Was New York in Videospielen schon alles durchmachen musste: in ›Crysis 2‹ bedroht durch eine Alien-Meute, in ›Enslaved: Odyssey to the West‹ komplett zerstört und wieder von der Natur beherrscht, korrupte Polizisten und dunkle Mächte in ›Max Payne‹ und ›The Darkness‹ – da können auch regelmäßig auftretende Superhelden wie Spider-Man kaum genug Ordnung in die Millionenstadt bringen. ›Prototype 2‹ schlägt da in die gleiche Kerbe und verseucht ganz New York mit einem gefährlichen Virus. NORMAN VOLKMANN ist mittendrin und macht keine Anstalten das Chaos einzudämmen.
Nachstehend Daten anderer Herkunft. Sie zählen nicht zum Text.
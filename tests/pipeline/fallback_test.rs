//! Integration tests for the `exceptionOnTranslationFail` policy and
//! client-side evaluation of clauses that do not translate.

mod common;

use common::{customers, executor, names, provider};
use querystream::prelude::*;

fn is_swiss() -> ExternalFn {
    ExternalFn::new("isSwiss", |args: &[Value]| {
        let country = args.first().and_then(|c| c.attribute("country"));
        Ok(Value::Bool(country.and_then(Value::as_str) == Some("Switzerland")))
    })
}

fn swiss_filter() -> Lambda {
    let is_swiss = is_swiss();
    Lambda::new(move |c: Sym| c.call(&is_swiss, Vec::<Value>::new()))
}

// ============================================================================
// Policy
// ============================================================================

#[test]
fn test_untranslatable_clause_raises_by_default() {
    let executor = executor();
    let stream = provider()
        .stream_all(&executor, "Customer")
        .filter(swiss_filter());

    let err = stream.to_list().unwrap_err();
    assert!(
        matches!(
            err,
            QueryError::Translation(TranslationError::UnsupportedConstruct {
                clause: Clause::Where,
                ..
            })
        ),
        "unexpected error: {:?}",
        err
    );
    assert_eq!(executor.acquired(), 0);
}

#[test]
fn test_untranslatable_clause_falls_back_when_allowed() {
    let executor = executor();
    let stream = provider()
        .stream_all(&executor, "Customer")
        .set_hint(EXCEPTION_ON_TRANSLATION_FAIL, false)
        .unwrap()
        .filter(swiss_filter());

    // The reduced query is observable; the filter runs client-side.
    assert_eq!(stream.query_text().unwrap(), "SELECT A FROM Customer A");
    assert_eq!(stream.fallback_reasons().len(), 1);
    assert!(stream.fallback_reasons()[0].contains("isSwiss"));

    let results = stream.to_list().unwrap();
    assert_eq!(names(&results), vec!["Alice", "Bob"]);
}

#[test]
fn test_hints_from_provider_defaults() {
    let executor = executor();
    let provider = provider().with_hints(Hints {
        exception_on_translation_fail: false,
        ..Hints::default()
    });
    let stream = provider
        .stream_all(&executor, "Customer")
        .filter(swiss_filter());
    assert_eq!(names(&stream.to_list().unwrap()), vec!["Alice", "Bob"]);
}

#[test]
fn test_translated_prefix_still_runs_in_query() {
    let executor = executor();
    let stream = provider()
        .stream_all(&executor, "Customer")
        .set_hint(EXCEPTION_ON_TRANSLATION_FAIL, false)
        .unwrap()
        .filter(Lambda::new(|c: Sym| c.get("debt").gt(150)))
        .filter(swiss_filter())
        .select(Lambda::new(|c: Sym| c.get("name")));

    let text = "SELECT A FROM Customer A WHERE A.debt > 150";
    assert_eq!(stream.query_text().unwrap(), text);
    executor.respond_values(
        text,
        customers()
            .into_iter()
            .filter(|c| c.attribute("debt").and_then(Value::as_int) > Some(150))
            .collect(),
    );
    let names: Vec<String> = stream.collect_as().unwrap();
    assert_eq!(names, vec!["Bob"]);
}

#[test]
fn test_client_side_tail_keeps_stream_semantics() {
    let executor = executor();
    let stream = provider()
        .stream_all(&executor, "Customer")
        .set_hint(EXCEPTION_ON_TRANSLATION_FAIL, false)
        .unwrap()
        .select(Lambda::opaque(|c| {
            Ok(c.attribute("country").cloned().unwrap_or(Value::Null))
        }))
        .distinct()
        .sorted_by(Lambda::new(|country: Sym| country))
        .skip(1)
        .limit(2);

    assert_eq!(stream.query_text().unwrap(), "SELECT A FROM Customer A");
    let countries: Vec<String> = stream.collect_as().unwrap();
    assert_eq!(countries, vec!["Switzerland", "UK"]);
}

#[test]
fn test_executor_error_surfaces_through_fallback() {
    let executor = executor();
    let error = ExecutorError::rejected("SELECT A FROM Customer A", "database is down");
    executor.fail("SELECT A FROM Customer A", error.clone());

    let stream = provider()
        .stream_all(&executor, "Customer")
        .set_hint(EXCEPTION_ON_TRANSLATION_FAIL, false)
        .unwrap()
        .filter(swiss_filter());
    assert_eq!(stream.to_list().unwrap_err(), QueryError::Executor(error));
    assert_eq!(executor.open_handles(), 0);
}

#[test]
fn test_fallback_evaluation_error_is_reported() {
    let executor = executor();
    let stream = provider()
        .stream_all(&executor, "Customer")
        .set_hint(EXCEPTION_ON_TRANSLATION_FAIL, false)
        .unwrap()
        .select(Lambda::opaque(|_| Err(EvalError::external("explode", "always fails"))));
    assert!(matches!(
        stream.to_list(),
        Err(QueryError::Evaluation(EvalError::External { .. }))
    ));
}

#[test]
fn test_reenabling_exceptions_after_fallback_is_rejected() {
    let executor = executor();
    let stream = provider()
        .stream_all(&executor, "Customer")
        .set_hint(EXCEPTION_ON_TRANSLATION_FAIL, false)
        .unwrap()
        .filter(swiss_filter());
    assert!(matches!(
        stream.set_hint(EXCEPTION_ON_TRANSLATION_FAIL, true),
        Err(QueryError::InvalidHint { .. })
    ));
}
Prototype 2Chaos ist das beherrschende Element in ›Prototype 2‹. Das Blacklight-Virus, das die Menschen wahlweise zu Zombies macht oder ihnen zu übermenschlichen Fähigkeiten verhilft, wütet noch immer – der Hauptcharakter des ersten Teils, Alex Mercer, der schon im ersten Teil kein Sympathieträger war, ist jetzt endgültig zum Bösewicht mutiert. Besonders für James Heller, den ich im zweiten Teil von Prototype steuere. Der ist davon überzeugt, dass der Tod von Frau und Tochter auf Mercers Kappe geht. Mit Rache im Sinn lässt er sich in den gefährlichsten Teil der Stadt, nach Manhattan in die Rote Zone, versetzen. Auch wenn es nicht lange dauert, bis er Mercer zum ersten Mal trifft, statt Rache bekommt er selbst das Virus – infiziert von Mercer höchstpersönlich, versteht sich.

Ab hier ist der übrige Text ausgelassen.